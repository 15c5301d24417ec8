//! Job configuration.
//!
//! A job file describes the target device, the CSV input and the per-device
//! settings. Sections are optional in the file and required by the command
//! that uses them. Secrets are never stored in the file: it names the
//! environment variables holding them.
//!
//! ```yaml
//! device:
//!   host: 192.168.100.100
//!   username: admin
//!   password_env: NETPUSH_PASSWORD
//! csv:
//!   path: layer3.csv
//!   delimiter: ";"
//! output:
//!   path: switch_config.txt
//! switch:
//!   kind: layer3
//!   vtp:
//!     mode: transparent
//!     domain: campus
//!     password_env: NETPUSH_VTP_PASSWORD
//! ```

use crate::commands::switch::DEFAULT_INTERFACE_PREFIX;
use crate::commands::{SwitchKind, SwitchOptions, VtpSettings};
use crate::plug::{PlugSettings, DEFAULT_BASE_URL, DEFAULT_MAX_POWER};
use crate::sink::DeviceTarget;
use serde::{Deserialize, Serialize};
use std::path::PathBuf;
use std::time::Duration;

/// Environment variable read for the login password when none is named
pub const DEFAULT_PASSWORD_ENV: &str = "NETPUSH_PASSWORD";

/// Configuration validation errors
#[derive(Debug, thiserror::Error)]
pub enum ValidationError {
    #[error("Invalid device configuration: {0}")]
    InvalidDevice(String),
    #[error("Invalid CSV configuration: {0}")]
    InvalidCsv(String),
    #[error("Invalid switch configuration: {0}")]
    InvalidSwitch(String),
    #[error("Invalid plug configuration: {0}")]
    InvalidPlug(String),
    #[error("Configuration has no '{0}' section")]
    MissingSection(&'static str),
    #[error("Environment variable {var} is not set")]
    MissingSecret { var: String },
}

/// Top-level job file
#[derive(Debug, Default, Serialize, Deserialize)]
pub struct Config {
    #[serde(skip_serializing_if = "Option::is_none")]
    pub device: Option<DeviceConfig>,
    #[serde(default)]
    pub csv: CsvConfig,
    #[serde(skip_serializing_if = "Option::is_none")]
    pub output: Option<OutputConfig>,
    #[serde(skip_serializing_if = "Option::is_none")]
    pub switch: Option<SwitchConfig>,
    #[serde(skip_serializing_if = "Option::is_none")]
    pub router: Option<RouterConfig>,
    #[serde(skip_serializing_if = "Option::is_none")]
    pub plug: Option<PlugConfig>,
}

/// SSH login for switches and routers
#[derive(Debug, Clone, Serialize, Deserialize)]
pub struct DeviceConfig {
    pub host: String,
    #[serde(default = "default_ssh_port")]
    pub port: u16,
    pub username: String,
    #[serde(default = "default_password_env")]
    pub password_env: String,
    #[serde(skip_serializing_if = "Option::is_none")]
    pub enable_secret_env: Option<String>,
    #[serde(default = "default_ssh_timeout", with = "humantime_serde")]
    pub timeout: Duration,
}

/// CSV input settings
#[derive(Debug, Clone, Serialize, Deserialize)]
pub struct CsvConfig {
    #[serde(skip_serializing_if = "Option::is_none")]
    pub path: Option<PathBuf>,
    #[serde(default = "default_delimiter")]
    pub delimiter: String,
}

/// Local text artifact
#[derive(Debug, Clone, Serialize, Deserialize)]
pub struct OutputConfig {
    pub path: PathBuf,
}

#[derive(Debug, Clone, Serialize, Deserialize)]
pub struct SwitchConfig {
    #[serde(default = "default_switch_kind")]
    pub kind: SwitchKind,
    #[serde(default = "default_interface_prefix")]
    pub interface_prefix: String,
    #[serde(default = "default_true")]
    pub save: bool,
    #[serde(skip_serializing_if = "Option::is_none")]
    pub vtp: Option<VtpConfig>,
}

#[derive(Debug, Clone, Serialize, Deserialize)]
pub struct VtpConfig {
    pub mode: String,
    pub domain: String,
    #[serde(skip_serializing_if = "Option::is_none")]
    pub password_env: Option<String>,
}

#[derive(Debug, Clone, Serialize, Deserialize)]
pub struct RouterConfig {
    #[serde(default = "default_true")]
    pub save: bool,
}

impl Default for RouterConfig {
    fn default() -> Self {
        Self { save: true }
    }
}

#[derive(Debug, Clone, Serialize, Deserialize)]
pub struct PlugConfig {
    #[serde(default = "default_base_url")]
    pub base_url: String,
    pub name: String,
    #[serde(default = "default_relay_state")]
    pub relay_default_state: String,
    #[serde(default = "default_true")]
    pub disable_leds: bool,
    #[serde(skip_serializing_if = "Option::is_none")]
    pub mqtt_server: Option<String>,
    #[serde(default = "default_max_power")]
    pub max_power: u32,
    #[serde(default = "default_http_timeout", with = "humantime_serde")]
    pub timeout: Duration,
    #[serde(skip_serializing_if = "Option::is_none")]
    pub wifi: Option<WifiConfig>,
}

#[derive(Debug, Clone, Serialize, Deserialize)]
pub struct WifiConfig {
    pub ssid: String,
    /// Variable holding the WiFi key; an open network when absent
    #[serde(skip_serializing_if = "Option::is_none")]
    pub key_env: Option<String>,
}

impl Config {
    /// Validate every section that is present
    pub fn validate(&self) -> Result<(), ValidationError> {
        if let Some(device) = &self.device {
            if device.host.trim().is_empty() {
                return Err(ValidationError::InvalidDevice("host cannot be empty".to_string()));
            }
            if device.username.trim().is_empty() {
                return Err(ValidationError::InvalidDevice("username cannot be empty".to_string()));
            }
            if device.port == 0 {
                return Err(ValidationError::InvalidDevice("port cannot be 0".to_string()));
            }
            if device.timeout.is_zero() {
                return Err(ValidationError::InvalidDevice("timeout cannot be zero".to_string()));
            }
        }

        self.csv.delimiter_byte()?;

        if let Some(switch) = &self.switch {
            if let Some(vtp) = &switch.vtp {
                if vtp.mode.trim().is_empty() || vtp.domain.trim().is_empty() {
                    return Err(ValidationError::InvalidSwitch(
                        "vtp mode and domain cannot be empty".to_string(),
                    ));
                }
                if !matches!(vtp.mode.as_str(), "server" | "client" | "transparent" | "off") {
                    return Err(ValidationError::InvalidSwitch(format!(
                        "unknown vtp mode '{}'",
                        vtp.mode
                    )));
                }
            }
        }

        if let Some(plug) = &self.plug {
            if plug.name.trim().is_empty() {
                return Err(ValidationError::InvalidPlug("name cannot be empty".to_string()));
            }
            if !plug.base_url.starts_with("http://") && !plug.base_url.starts_with("https://") {
                return Err(ValidationError::InvalidPlug(format!(
                    "base_url '{}' must start with http:// or https://",
                    plug.base_url
                )));
            }
            if !matches!(plug.relay_default_state.as_str(), "on" | "off" | "last" | "switch") {
                return Err(ValidationError::InvalidPlug(format!(
                    "unknown relay default state '{}'",
                    plug.relay_default_state
                )));
            }
            if plug.max_power == 0 {
                return Err(ValidationError::InvalidPlug("max_power cannot be 0".to_string()));
            }
        }

        Ok(())
    }

    pub fn device(&self) -> Result<&DeviceConfig, ValidationError> {
        self.device.as_ref().ok_or(ValidationError::MissingSection("device"))
    }

    pub fn switch(&self) -> Result<&SwitchConfig, ValidationError> {
        self.switch.as_ref().ok_or(ValidationError::MissingSection("switch"))
    }

    pub fn plug(&self) -> Result<&PlugConfig, ValidationError> {
        self.plug.as_ref().ok_or(ValidationError::MissingSection("plug"))
    }

    pub fn router(&self) -> RouterConfig {
        self.router.clone().unwrap_or_default()
    }

    pub fn csv_path(&self) -> Result<&PathBuf, ValidationError> {
        self.csv
            .path
            .as_ref()
            .ok_or_else(|| ValidationError::InvalidCsv("csv.path is required".to_string()))
    }
}

impl CsvConfig {
    /// The delimiter as a single byte
    pub fn delimiter_byte(&self) -> Result<u8, ValidationError> {
        match self.delimiter.as_bytes() {
            [byte] if byte.is_ascii() => Ok(*byte),
            _ => Err(ValidationError::InvalidCsv(format!(
                "delimiter must be a single ASCII character, got '{}'",
                self.delimiter
            ))),
        }
    }
}

impl Default for CsvConfig {
    fn default() -> Self {
        Self {
            path: None,
            delimiter: default_delimiter(),
        }
    }
}

impl DeviceConfig {
    /// Resolve secrets and build the SSH login
    pub fn target(&self) -> Result<DeviceTarget, ValidationError> {
        let enable_secret = self
            .enable_secret_env
            .as_deref()
            .map(resolve_secret)
            .transpose()?;

        Ok(DeviceTarget {
            host: self.host.clone(),
            port: self.port,
            username: self.username.clone(),
            password: resolve_secret(&self.password_env)?,
            enable_secret,
            timeout: self.timeout,
        })
    }
}

impl SwitchConfig {
    pub fn options(&self) -> SwitchOptions {
        SwitchOptions {
            kind: self.kind,
            interface_prefix: self.interface_prefix.clone(),
            save: self.save,
        }
    }

    /// Resolve the VTP password, if the section names one
    pub fn vtp_settings(&self) -> Result<Option<VtpSettings>, ValidationError> {
        let Some(vtp) = &self.vtp else {
            return Ok(None);
        };
        let password = vtp.password_env.as_deref().map(resolve_secret).transpose()?;
        Ok(Some(VtpSettings {
            mode: vtp.mode.clone(),
            domain: vtp.domain.clone(),
            password,
        }))
    }
}

impl PlugConfig {
    /// Resolve secrets and apply CLI overrides
    pub fn settings(&self, name_override: Option<&str>, cloud: bool) -> Result<PlugSettings, ValidationError> {
        let (wifi_ssid, wifi_key) = match &self.wifi {
            Some(wifi) => {
                let key = match &wifi.key_env {
                    Some(var) => resolve_secret(var)?,
                    None => String::new(),
                };
                (Some(wifi.ssid.clone()), key)
            }
            None => (None, String::new()),
        };

        Ok(PlugSettings {
            name: name_override.unwrap_or(&self.name).to_string(),
            relay_default_state: self.relay_default_state.clone(),
            disable_leds: self.disable_leds,
            mqtt_server: self.mqtt_server.clone(),
            cloud,
            max_power: self.max_power,
            wifi_ssid,
            wifi_key,
        })
    }
}

/// Read a secret from the named environment variable
pub fn resolve_secret(var: &str) -> Result<String, ValidationError> {
    std::env::var(var).map_err(|_| ValidationError::MissingSecret {
        var: var.to_string(),
    })
}

fn default_ssh_port() -> u16 {
    22
}

fn default_password_env() -> String {
    DEFAULT_PASSWORD_ENV.to_string()
}

fn default_ssh_timeout() -> Duration {
    Duration::from_secs(30)
}

fn default_http_timeout() -> Duration {
    Duration::from_secs(10)
}

fn default_delimiter() -> String {
    ";".to_string()
}

fn default_switch_kind() -> SwitchKind {
    SwitchKind::Layer3
}

fn default_interface_prefix() -> String {
    DEFAULT_INTERFACE_PREFIX.to_string()
}

fn default_true() -> bool {
    true
}

fn default_base_url() -> String {
    DEFAULT_BASE_URL.to_string()
}

fn default_relay_state() -> String {
    "off".to_string()
}

fn default_max_power() -> u32 {
    DEFAULT_MAX_POWER
}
══════════════════════════════
- EXERCISE OBJECTIVE
Among these entries, how many lines include the string "OutputConfig"? Reply with the number by itself.

- SOLUTION TO THIS PROBLEM
2